Nutrient Problems Solved

Some nutrients can be translocated in the plant, some cannot. Here’s the breakdown, in order of their prevalence in the plant. I have placed the ones where deficiencies are rare in parenthesis.

Mobile

N, K, Mg, P, (Cl, Na, Mo, Ni). These can be moved around so the plant will translocate them to newer leaves and shoots where they are needed. Therefore, when these are deficient older leaves will yellow first.

Immobile

Ca, (S), Fe, B, Mn, Zn, (Cu). The plant cannot translocate these nutrients, they must remain where they are. Therefore, when these are deficient the newer leaves and shoots will yellow first.

Tip: Note that the macros (N, P, K) are all among the mobile group. This means that if you have discoloration at the growing shoots, you can almost always rely on a good micronutrient product to fix it.

Of the following: Si, Cl, Fe, Cu, Mo, Ni, Se, and Na, you simply will not see deficiencies of silicon (Si), chlorine (Cl), selenium (Se) or sodium (Na). Sulfur (S) deficiency is almost as rare, occurring only in very sandy soils with extremely low amounts of composted matter, and affects the younger leaves. Iron (Fe) is a fairly common, but easily spotted deficiency that also corrects quickly. Iron deficiency appears as a well defined striping of the leaves. Copper (Cu), molybdenum (Mo), and nickel (Ni) deficiencies happen but are rare. If I saw one of these deficiencies in my grow op, I would call friends in to have a look, that’s how rare they are. I am not going to bother with them. I think many authors include them in their books in the interest of completeness or maybe just to sell books, but including them just introduces possibilities in the grower’s mind that are very unlikely to really occur. You’re better off not being the proverbial hammer out looking for a nail.


Common leaf color changes due to deficiency of nutrient:

Chlorotic leaves, green veins

In order of likelihood, this could be boron (B), iron (Fe), magnesium (Mg), manganese (Mn), nickel (Ni), or zinc (Zn). Boron is a fairly common deficiency. It can be identified by the black necrosis of younger leaves, starting at the proximal end of the leaf. A little boric acid or borax in the water is all you need. This can be purchased at a hardware store. Iron, magnesium and manganese are difficult to distinguish from one another. Your best bet is to treat for all of them by adding a bit of commercial micronutrient to the water you are using. You will recognize zinc by the deformed, puckered leaves eventually accompanied by necrotic spots. If you want to keep it cheap, try adding a few iron bolts or nails and a few pennies to your bucket along with some epsom salts (1 tsp/gallon) and see if that works. That covers iron, zinc and magnesium, respectively. That leaves us with manganese and nickel. Manganese deficiency is often accompanied by necrotic spots. Manganese deficiency is often an indicator of high pH. Perhaps you over-limed? Drop the pH a bit. Nickel deficiency will appear as leaf tip necrosis and can be fixed by adding a commercial micronutrient product. As mentioned above, it is unlikely that you have a nickel deficiency.

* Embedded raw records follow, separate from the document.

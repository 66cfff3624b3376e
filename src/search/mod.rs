pub mod batcher;
pub(crate) mod delivery;
pub mod engine;
pub mod entry;
pub mod matcher;
pub mod mime;
pub mod query;
pub mod traversal;
pub mod types;
pub mod visited;
mod worker;

pub use engine::*;
pub use matcher::{Matcher, NameMimeMatcher};
pub use mime::MimeFilter;
pub use query::{Query, QuerySnapshot};
pub use types::*;
//! Session creation

use super::super::delivery::{Envelope, Outbox};
use super::super::matcher::Matcher;
use super::super::query::Query;
use super::super::types::{SessionCounters, SessionId, SessionStats};
use super::super::worker::context::SearchContext;
use crate::config::SearchConfig;

use std::sync::Arc;
use tokio::sync::{mpsc, watch};

/// Consumer-side reference to the running session
///
/// Owns the receiving end of the session's delivery channel. Dropping it
/// discards everything still queued and makes further posts fail.
pub(super) struct ActiveSession {
    pub(super) id: SessionId,
    pub(super) events_rx: mpsc::UnboundedReceiver<Envelope>,
    cancellation_tx: watch::Sender<bool>,
    counters: Arc<SessionCounters>,
}

impl ActiveSession {
    /// Raise the cancellation flag. Stays raised even after the sender is dropped.
    pub(super) fn cancel(&self) {
        self.cancellation_tx.send_replace(true);
    }

    pub(super) fn stats(&self) -> SessionStats {
        self.counters.snapshot(false)
    }
}

/// Build a new search session
///
/// Returns the consumer's handle and the worker's context, which share only
/// the cancellation flag, the counters and a delivery channel of their own.
pub(super) fn build_session(
    query: &Query,
    config: &SearchConfig,
    matcher: &Arc<dyn Matcher>,
) -> (ActiveSession, SearchContext) {
    let id = SessionId::new();
    let (cancellation_tx, cancellation_rx) = watch::channel(false);
    let (events_tx, events_rx) = mpsc::unbounded_channel();
    let counters = Arc::new(SessionCounters::default());

    let context = SearchContext {
        snapshot: query.snapshot(),
        config: config.clone(),
        matcher: Arc::clone(matcher),
        counters: Arc::clone(&counters),
        outbox: Outbox::new(id, cancellation_rx, Arc::clone(&counters), events_tx),
    };

    let session = ActiveSession {
        id,
        events_rx,
        cancellation_tx,
        counters,
    };

    (session, context)
}
use thiserror::Error;

/// Errors raised while building engines, queries or configuration.
///
/// Running sessions never surface errors: per-entry failures are counted in
/// the session statistics and skipped.
#[derive(Debug, Error)]
pub enum SearchError {
    /// The engine was constructed outside of a tokio runtime
    #[error("no tokio runtime available: {0}")]
    NoRuntime(#[from] tokio::runtime::TryCurrentError),

    /// A MIME filter pattern failed to compile
    #[error("invalid MIME pattern '{pattern}': {source}")]
    InvalidMimePattern {
        pattern: String,
        #[source]
        source: globset::Error,
    },

    /// A configuration value is out of range or unparseable
    #[error("invalid configuration value for {key}: {message}")]
    InvalidConfig { key: String, message: String },
}
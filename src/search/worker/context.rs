//! Worker-owned state of one search session

use crate::config::SearchConfig;
use crate::search::delivery::Outbox;
use crate::search::matcher::Matcher;
use crate::search::query::QuerySnapshot;
use crate::search::types::SessionCounters;
use std::sync::Arc;

/// Everything the worker needs, moved onto its thread at spawn time
pub(crate) struct SearchContext {
    pub(crate) snapshot: QuerySnapshot,
    pub(crate) config: SearchConfig,
    pub(crate) matcher: Arc<dyn Matcher>,
    pub(crate) counters: Arc<SessionCounters>,
    pub(crate) outbox: Outbox,
}

impl SearchContext {
    /// Polled at the top of every traversal iteration
    pub(crate) fn is_cancelled(&self) -> bool {
        self.outbox.is_cancelled()
    }
}
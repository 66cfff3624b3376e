//! Match policy for directory entries
//!
//! Matchers are pure: the result depends only on the entry, the normalized
//! query words and the MIME filter.

use super::entry::EntryInfo;
use super::mime::MimeFilter;
use super::query::normalize_text;

/// Decides whether a directory entry is a hit
pub trait Matcher: Send + Sync {
    fn matches(&self, entry: &EntryInfo, words: &[String], mime_filter: &MimeFilter) -> bool;
}

impl<F> Matcher for F
where
    F: Fn(&EntryInfo, &[String], &MimeFilter) -> bool + Send + Sync,
{
    fn matches(&self, entry: &EntryInfo, words: &[String], mime_filter: &MimeFilter) -> bool {
        self(entry, words, mime_filter)
    }
}

/// Default policy: every word is a substring of the normalized display name
/// and the MIME type passes the filter
#[derive(Debug, Clone, Copy, Default)]
pub struct NameMimeMatcher;

impl Matcher for NameMimeMatcher {
    fn matches(&self, entry: &EntryInfo, words: &[String], mime_filter: &MimeFilter) -> bool {
        if !mime_filter.accepts(&entry.mime_type) {
            return false;
        }
        if words.is_empty() {
            return true;
        }
        let name = normalize_text(&entry.display_name);
        words.iter().all(|word| name.contains(word.as_str()))
    }
}
//! Filesystem access for the worker
//!
//! Enumerates a directory and queries per-entry metadata: name, display name,
//! hidden flag, type, MIME type and a stable identity token.

use super::mime::guess_mime;
use std::fs;
use std::io;
use std::path::{Path, PathBuf};

/// Stable identity of a filesystem object, independent of the path used to reach it
///
/// On Unix this is the device and inode pair, rendered as `l<dev>:<ino>`.
/// Elsewhere the canonical path is used.
#[derive(Debug, Clone, PartialEq, Eq, Hash)]
pub struct FileIdentity(String);

impl FileIdentity {
    pub fn as_str(&self) -> &str {
        &self.0
    }
}

impl From<&str> for FileIdentity {
    fn from(value: &str) -> Self {
        Self(value.to_string())
    }
}

/// Metadata of one directory entry, as seen by the matcher
#[derive(Debug, Clone)]
pub struct EntryInfo {
    pub path: PathBuf,
    /// Raw file name
    pub name: String,
    /// Name suitable for matching (lossy UTF-8)
    pub display_name: String,
    /// Dot files and `~` backup files
    pub is_hidden: bool,
    /// True for directories, including symlinks to directories when followed
    pub is_dir: bool,
    pub is_symlink: bool,
    pub mime_type: String,
    /// None when the platform or filesystem gives no identity
    pub identity: Option<FileIdentity>,
}

impl EntryInfo {
    /// Build entry info for `path`
    ///
    /// # Errors
    /// Returns error if metadata cannot be read
    pub fn query(path: &Path, follow_symlinks: bool) -> io::Result<Self> {
        let link_meta = fs::symlink_metadata(path)?;
        let is_symlink = link_meta.file_type().is_symlink();

        // A dangling link is still reported, just as a non-directory
        let meta = if is_symlink && follow_symlinks {
            fs::metadata(path).unwrap_or(link_meta)
        } else {
            link_meta
        };

        let name = path
            .file_name()
            .map(|n| n.to_string_lossy().into_owned())
            .unwrap_or_default();
        let is_dir = meta.is_dir();

        Ok(Self {
            path: path.to_path_buf(),
            display_name: name.clone(),
            is_hidden: is_hidden_name(&name),
            is_dir,
            is_symlink,
            mime_type: guess_mime(path, is_dir),
            identity: identity_of(path, &meta),
            name,
        })
    }
}

/// Dot files and editor backups (`name~`) are hidden
pub fn is_hidden_name(name: &str) -> bool {
    name.starts_with('.') || name.ends_with('~')
}

/// Resolve the identity of the object at `path`, following symlinks
///
/// # Errors
/// Returns error if metadata cannot be read
pub fn query_identity(path: &Path) -> io::Result<Option<FileIdentity>> {
    let meta = fs::metadata(path)?;
    Ok(identity_of(path, &meta))
}

#[cfg(unix)]
fn identity_of(_path: &Path, meta: &fs::Metadata) -> Option<FileIdentity> {
    use std::os::unix::fs::MetadataExt;
    Some(FileIdentity(format!("l{}:{}", meta.dev(), meta.ino())))
}

#[cfg(not(unix))]
fn identity_of(path: &Path, _meta: &fs::Metadata) -> Option<FileIdentity> {
    fs::canonicalize(path)
        .ok()
        .map(|p| FileIdentity(p.to_string_lossy().into_owned()))
}

/// Enumerate the entries of `dir` in filesystem order
///
/// Per-entry failures are yielded as errors so the caller can count and skip them.
///
/// # Errors
/// Returns error if the directory cannot be opened
pub fn read_entries(
    dir: &Path,
    follow_symlinks: bool,
) -> io::Result<impl Iterator<Item = io::Result<EntryInfo>>> {
    let reader = fs::read_dir(dir)?;
    Ok(reader.map(move |entry| {
        let entry = entry?;
        EntryInfo::query(&entry.path(), follow_symlinks)
    }))
}

#[cfg(test)]
mod tests {
    use super::*;
    use tempfile::TempDir;

    #[test]
    fn reports_name_type_and_mime() {
        let temp_dir = TempDir::new().expect("Failed to create temp dir");
        let file = temp_dir.path().join(".hidden.png");
        fs::write(&file, b"png").expect("Failed to write file");

        let info = EntryInfo::query(&file, true).expect("query");
        assert_eq!(info.name, ".hidden.png");
        assert!(info.is_hidden);
        assert!(!info.is_dir);
        assert_eq!(info.mime_type, "image/png");
        assert!(info.identity.is_some());
    }

    #[test]
    fn backups_are_hidden() {
        assert!(is_hidden_name(".bashrc"));
        assert!(is_hidden_name("notes.txt~"));
        assert!(!is_hidden_name("notes.txt"));
        assert!(!is_hidden_name("a~b.png"));
    }

    #[test]
    fn same_object_has_same_identity() {
        let temp_dir = TempDir::new().expect("Failed to create temp dir");
        let dir = temp_dir.path().join("d");
        fs::create_dir(&dir).expect("Failed to create dir");

        let direct = query_identity(&dir).expect("identity");
        let dotted = query_identity(&dir.join(".")).expect("identity");
        assert_eq!(direct, dotted);
        assert_ne!(direct, query_identity(temp_dir.path()).expect("identity"));
    }

    #[cfg(unix)]
    #[test]
    fn symlinked_directories_follow_only_when_asked() {
        let temp_dir = TempDir::new().expect("Failed to create temp dir");
        let link = temp_dir.path().join("self");
        std::os::unix::fs::symlink(temp_dir.path(), &link).expect("Failed to create symlink");

        let followed = EntryInfo::query(&link, true).expect("query");
        assert!(followed.is_symlink);
        assert!(followed.is_dir);
        assert_eq!(
            followed.identity,
            query_identity(temp_dir.path()).expect("identity")
        );

        let unfollowed = EntryInfo::query(&link, false).expect("query");
        assert!(!unfollowed.is_dir);
    }

    #[test]
    fn missing_directory_is_an_error() {
        let temp_dir = TempDir::new().expect("Failed to create temp dir");
        assert!(read_entries(&temp_dir.path().join("gone"), true).is_err());
    }
}
//! Deduplication of visited directories by identity

use super::entry::FileIdentity;
use std::collections::HashSet;

/// Identities of directories already queued or visited in one session
#[derive(Debug, Default)]
pub struct VisitedSet {
    seen: HashSet<FileIdentity>,
}

impl VisitedSet {
    pub fn new() -> Self {
        Self::default()
    }

    /// Record `identity`; returns false if it was already present
    pub fn insert(&mut self, identity: FileIdentity) -> bool {
        self.seen.insert(identity)
    }

    pub fn contains(&self, identity: &FileIdentity) -> bool {
        self.seen.contains(identity)
    }

    pub fn len(&self) -> usize {
        self.seen.len()
    }

    pub fn is_empty(&self) -> bool {
        self.seen.is_empty()
    }
}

Uniformly pale leaves (no green veins)

In order of likelihood, this could be either nitrogen (N) or sulfur (S). Hint: It’s not sulfur. Add some manure or other grow formula.


Leaf color changes that may be due to nutrient deficiency:

Spots on leaves, no green veins

A bit trickier, the order of likely problems is that your ppm is too high, you need to pull the ppm back a bit, you’re burning because your ppm is too high, buddy, or, if you are in soil, your pH is probably too low (especially if it happens when the plants are flowering). If your pH is OK, you need to add phosphorus (P) or molybdenum (Mo). Which? If your leaves are dark green (maybe even purple) and spotting, add phosphorus (P), if they are pale and spotting, add molybdenum (Mo) (in other words, a micro product). Note that a molybdenum deficiency can bring about a nitrogen deficiency in soils that are old and fully cycled.

Leaves curling, spotting, then necrosing

If in hydro, check that the ppm is not too high. If in soil, a common problem is nitrogen toxicity. If your leaves are curling inward and downward like eagles’ claws, you have over-fed. This is more common in soil than hydro because soil growers often cannot resist adding bottled nutrient to their soil (which already contains nutrient). I’m not sure why this is (after all, the point of growing in soil is to not have to do this), but I see it frequently. Check that your pH is in a healthy range (~5.5- 6.5) and if both of the above check out, add calcium, because that’s probably what it is.

At this point the odds of your problem having not been fixed is slim to none. As a rule, and as you may have noticed: 1) check your ppm; 2) check your pH; 3) add nutrient as indicated above. Make all adjustments slowly and with patience. Observe carefully for subtle improvements. An attempt to correct these problems quickly will cause more problems. Take it slowly.